I (27F) have been best friends with my boyfriend (29M), “Rick”, for 6 years or so but, absolutely involved with him since New Years. I recognized my feelings for him had grown into something even deeper back in September, struggled with it for a little bit before making my feelings known, learned that he reciprocated, and things became very physically amorous around New Years and things have been booming ever since.

We were always together – well, close enough to “always” – and were private about things at first as we settled into actual couplehood. Last week I had met up with my friend “Leslie” (28F), who I’ve posted about before, took this very badly. Her reaction was so negative that she went onto Facebook, which I do not use, and began blasting me. She said some horrible things and it got so bad that word about it got back to me from mutual friends clued me in to what’s happening.

After trying to talk with her for several days, she finally returned my call last night. She told me that I’m ruining Rick’s life, that I’m only with him because I’m baby crazy, that I intend to baby trap Rick, she called me a “scarlet woman”, which I had to google to learn that she was calling me a prostitute or adulterer (I am neither). Then she got quiet for a while and said that I was ruining Rick’s life. She then hung up.

I was so busy last night that I brushed this off but as I laid there next to Rick as he snoozed away, this kept me up until close to 3 in the morning. I realized that I’m not sure what “baby crazy” actually means. Do I want children? For a long time I never even thought about it but for the last six months or so I have daydreamed about having a family, having kids. I know that I absolutely love my man – unabashedly, thoroughly, completely. I always assumed he would be part of my life forever but now I know what I really want is for us to be each other’s for the rest of my life. I’ve never told any of this to Leslie. I’ve never mentioned having kids in any discussion I even remember having with her and I haven’t swooned like someone drunk in love at her.

I can’t put my mind around being called an adulterer. I’ve never been married, neither has Rick. Rick hasn’t had time to be married, although he has dated. We spend most of our free time together. I would have known if he was secretly married. I haven’t even dated anyone in over 2 years aside from Rick these past few months.

As I laid there quietly crying I began to wonder if maybe she was right. Maybe there was something to her perspective. Maybe she see’s something in me that I don’t see myself. If I were honest, I would be overjoyed if my birth control failed and I became pregnant. I would never sabotage things, though. In my daydreaming I imagine us buying a cute house closer to our families, with a cute garden and big kitchen. We’d have a small wedding and disappear on honeymoon somewhere warm and beautiful and we’d go to our new home immediately after returning from the honeymoon and start growing our family. But it wouldn’t be a bad thing to be pregnant. I can easily support and provide for a child. I’m highly educated and have built a strong career. But does being open to having a child and wanting children in the future mean that I’m “baby crazy”? Does being open to accidental pregnancy even now mean that I’m baby trapping Rick? How would Leslie even know what my intentions are if I’ve never communicated anything of the sort to her, unless she see’s something in me that I can’t see or lack the context to see myself?

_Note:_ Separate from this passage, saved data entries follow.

//! Fixed-length oscillator note

use std::f64::consts::TAU;
use std::sync::Arc;
use std::time::Duration;

use mixdown_core::{StereoBuffer, TrackRef, VolumeVector, WeakTrack};

use super::{PlayHandle, PlayHandleKind, RenderContext};
use crate::audio_port::AudioPort;

/// Frequency of MIDI key 69 (A4)
pub const BASE_FREQUENCY: f64 = 440.0;
const BASE_KEY: i32 = 69;
const DEFAULT_RELEASE: Duration = Duration::from_millis(10);

#[derive(Debug, Clone, Copy, PartialEq, Eq)]
pub enum Waveform {
    Sine,
    Saw,
    Square,
}

/// Plays a single oscillator note for a fixed duration, fading out linearly
/// over the release time at the end.
pub struct NotePlayHandle {
    frequency: f64,
    amplitude: f32,
    waveform: Waveform,
    duration: Duration,
    release: Duration,
    phase: f64,
    position: u64,
    finished: bool,
    track: Option<WeakTrack>,
    port: Option<Arc<AudioPort>>,
    volume: VolumeVector,
}

impl NotePlayHandle {
    pub fn new(frequency: f64, duration: Duration) -> Self {
        Self {
            frequency,
            amplitude: 0.5,
            waveform: Waveform::Sine,
            duration,
            release: DEFAULT_RELEASE,
            phase: 0.0,
            position: 0,
            finished: false,
            track: None,
            port: None,
            volume: VolumeVector::unity(),
        }
    }

    /// Note for a MIDI key number in equal temperament
    pub fn from_key(key: u8, velocity: u8, duration: Duration) -> Self {
        let frequency = BASE_FREQUENCY * 2f64.powf((key as i32 - BASE_KEY) as f64 / 12.0);
        Self::new(frequency, duration).with_amplitude(velocity.min(127) as f32 / 127.0)
    }

    pub fn with_amplitude(mut self, amplitude: f32) -> Self {
        self.amplitude = amplitude;
        self
    }

    pub fn with_waveform(mut self, waveform: Waveform) -> Self {
        self.waveform = waveform;
        self
    }

    pub fn with_release(mut self, release: Duration) -> Self {
        self.release = release;
        self
    }

    pub fn with_track(mut self, track: &TrackRef) -> Self {
        self.track = Some(Arc::downgrade(track));
        self
    }

    pub fn with_port(mut self, port: Arc<AudioPort>) -> Self {
        self.port = Some(port);
        self
    }

    pub fn with_volume(mut self, volume: VolumeVector) -> Self {
        self.volume = volume;
        self
    }

    pub fn frequency(&self) -> f64 {
        self.frequency
    }

    /// Frames rendered so far at the processing rate
    pub fn frames_played(&self) -> u64 {
        self.position
    }

    fn oscillate(&self, increment: f64, alias_free: bool) -> f64 {
        let t = self.phase;
        match self.waveform {
            Waveform::Sine => (t * TAU).sin(),
            Waveform::Saw => {
                let naive = 2.0 * t - 1.0;
                if alias_free { naive - poly_blep(t, increment) } else { naive }
            }
            Waveform::Square => {
                let naive = if t < 0.5 { 1.0 } else { -1.0 };
                if alias_free {
                    naive + poly_blep(t, increment) - poly_blep((t + 0.5).fract(), increment)
                } else {
                    naive
                }
            }
        }
    }
}

/// Polynomial band-limited step residual
fn poly_blep(t: f64, dt: f64) -> f64 {
    if dt <= 0.0 {
        return 0.0;
    }
    if t < dt {
        let t = t / dt;
        t + t - t * t - 1.0
    } else if t > 1.0 - dt {
        let t = (t - 1.0) / dt;
        t * t + t + t + 1.0
    } else {
        0.0
    }
}

impl PlayHandle for NotePlayHandle {
    fn kind(&self) -> PlayHandleKind {
        PlayHandleKind::Note
    }

    fn render(&mut self, ctx: &RenderContext, out: &mut StereoBuffer) {
        let sample_rate = ctx.sample_rate as f64;
        let total = (self.duration.as_secs_f64() * sample_rate).round() as u64;
        let release = ((self.release.as_secs_f64() * sample_rate).round() as u64).clamp(1, total.max(1));
        let increment = self.frequency / sample_rate;
        let alias_free = ctx.quality.alias_free_oscillators;

        for frame in out.frames_iter_mut().take(ctx.frames) {
            if self.position >= total {
                break;
            }
            let remaining = total - self.position;
            let envelope = if remaining < release { remaining as f32 / release as f32 } else { 1.0 };
            let sample = self.oscillate(increment, alias_free) as f32 * self.amplitude * envelope;
            frame[0] += sample;
            frame[1] += sample;
            self.phase = (self.phase + increment).fract();
            self.position += 1;
        }

        if self.position >= total {
            self.finished = true;
        }
    }

    fn is_finished(&self) -> bool {
        self.finished
    }

    fn owner(&self) -> Option<WeakTrack> {
        self.track.clone()
    }

    fn audio_port(&self) -> Option<Arc<AudioPort>> {
        self.port.clone()
    }

    fn volume(&self) -> VolumeVector {
        self.volume
    }
}
//! Ring of master buffers holding the read, write and analysis roles

use mixdown_core::SurroundBuffer;

pub const MIN_POOL_DEPTH: usize = 3;

pub struct BufferPool {
    buffers: Vec<SurroundBuffer>,
    read: usize,
    write: usize,
    analysis: usize,
}

impl BufferPool {
    pub fn new(depth: usize, frames: usize, channels: usize) -> Self {
        let depth = depth.max(MIN_POOL_DEPTH);
        Self {
            buffers: (0..depth).map(|_| SurroundBuffer::new(frames, channels)).collect(),
            read: 0,
            write: 1,
            analysis: 2,
        }
    }

    pub fn depth(&self) -> usize {
        self.buffers.len()
    }

    /// Previous write buffer becomes the read buffer, the old read buffer is
    /// kept for analysis, and the next slot is cleared for writing.
    pub fn advance(&mut self) {
        self.analysis = self.read;
        self.read = self.write;
        self.write = (self.write + 1) % self.buffers.len();
        self.buffers[self.write].clear();
    }

    pub fn read(&self) -> &SurroundBuffer {
        &self.buffers[self.read]
    }

    pub fn analysis(&self) -> &SurroundBuffer {
        &self.buffers[self.analysis]
    }

    pub fn write_mut(&mut self) -> &mut SurroundBuffer {
        &mut self.buffers[self.write]
    }

    pub fn indices(&self) -> (usize, usize, usize) {
        (self.read, self.write, self.analysis)
    }
}

#[cfg(test)]
mod tests {
    use super::*;

    #[test]
    fn test_roles_never_overlap() {
        for depth in 3..6 {
            let mut pool = BufferPool::new(depth, 8, 2);
            for _ in 0..20 {
                pool.advance();
                let (read, write, analysis) = pool.indices();
                assert_ne!(read, write);
                assert_ne!(analysis, read);
                assert_ne!(analysis, write);
            }
        }
    }

    #[test]
    fn test_written_buffer_becomes_read() {
        let mut pool = BufferPool::new(3, 4, 2);
        pool.advance();
        pool.write_mut().as_mut_slice().fill(0.25);
        pool.advance();
        assert!(pool.read().as_slice().iter().all(|s| *s == 0.25));
        assert!(pool.write_mut().as_slice().iter().all(|s| *s == 0.0));
        pool.advance();
        assert!(pool.analysis().as_slice().iter().all(|s| *s == 0.25));
    }

    #[test]
    fn test_minimum_depth() {
        let pool = BufferPool::new(1, 4, 2);
        assert_eq!(pool.depth(), MIN_POOL_DEPTH);
        assert_eq!(pool.read().frames(), 4);
    }
}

What if she’s right and I’m a toxic scarlet woman and I’ve blinded myself to it? What if she’s right and Rick realizes it too? How can I tell if I’m blind to my own toxicity?

I talked with Rick about the situation with Leslie when she first melted down. He suggested that I not take anything she says to heart and that he thinks that she’s just struggling with change. He suggested that she might be reacting out of fear because our friends group has been changing a lot recently. He said a lot of really complimentary things to me and if I listen to him then this is all a Leslie problem. But Leslie was a close trusted friend of mine who I’ve never seen behave like this before. In fact, I don’t have any history of anyone behaving like this in my life. This sort of drama and turmoil is completely alien to me. But as a trusted friend, if I listen to Leslie than I resent Rick and am not going to be able to stop myself from ruining his life. Which I absolutely do not want to do. I would rather lose him than ruin his life, and I absolutely do not want to lose him.

Even if she’s wrong, then that would mean she’s a trusted friend in crisis and I need to be there for her. But I don’t know how to do that if she wont answer my calls or answer her door. I don’t want to lose her. There’s something wrong and I don’t know if it’s me or her or something else.

tl;dr: A friend of mine lashed out at me after hearing the news that I’ve been dating my boyfriend, blasted me on social media, then finally talks to me accusing me of being baby crazy, intending to baby trap my boyfriend, and telling me I am ruining his life. I’m more confused than ever. What exactly is going on here? Is she right?